__Task brief__
Without omitting anything, write out the listing below precisely.
---------- Provided data
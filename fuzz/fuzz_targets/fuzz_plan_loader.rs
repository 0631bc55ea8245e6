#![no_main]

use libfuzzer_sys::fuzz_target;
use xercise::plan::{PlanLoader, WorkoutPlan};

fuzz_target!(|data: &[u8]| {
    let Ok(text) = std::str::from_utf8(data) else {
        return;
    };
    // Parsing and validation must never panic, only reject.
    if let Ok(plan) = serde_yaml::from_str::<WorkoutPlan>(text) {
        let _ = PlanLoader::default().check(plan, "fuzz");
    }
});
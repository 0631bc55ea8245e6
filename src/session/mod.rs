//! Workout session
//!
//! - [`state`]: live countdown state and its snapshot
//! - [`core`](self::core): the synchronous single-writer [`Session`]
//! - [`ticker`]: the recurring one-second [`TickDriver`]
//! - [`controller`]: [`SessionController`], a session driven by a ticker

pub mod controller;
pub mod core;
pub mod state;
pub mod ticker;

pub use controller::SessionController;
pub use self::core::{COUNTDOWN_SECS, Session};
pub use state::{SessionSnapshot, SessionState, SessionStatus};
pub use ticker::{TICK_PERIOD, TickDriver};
--------------------
__Task response__
filename fuzz/fuzz_targets/fuzz_plan_loader.rs
repository 0631bc55ea8245e6
#![no_main]

use libfuzzer_sys::fuzz_target;
use xercise::plan::{PlanLoader, WorkoutPlan};

fuzz_target!(|data: &[u8]| {
    let Ok(text) = std::str::from_utf8(data) else {
        return;
    };
    // Parsing and validation must never panic, only reject.
    if let Ok(plan) = serde_yaml::from_str::<WorkoutPlan>(text) {
        let _ = PlanLoader::default().check(plan, "fuzz");
    }
});
repository 0631bc55ea8245e6
filename src/session/mod.rs
//! Workout session
//!
//! - [`state`]: live countdown state and its snapshot
//! - [`core`](self::core): the synchronous single-writer [`Session`]
//! - [`ticker`]: the recurring one-second [`TickDriver`]
//! - [`controller`]: [`SessionController`], a session driven by a ticker

pub mod controller;
pub mod core;
pub mod state;
pub mod ticker;

pub use controller::SessionController;
pub use self::core::{COUNTDOWN_SECS, Session};
pub use state::{SessionSnapshot, SessionState, SessionStatus};
pub use ticker::{TICK_PERIOD, TickDriver};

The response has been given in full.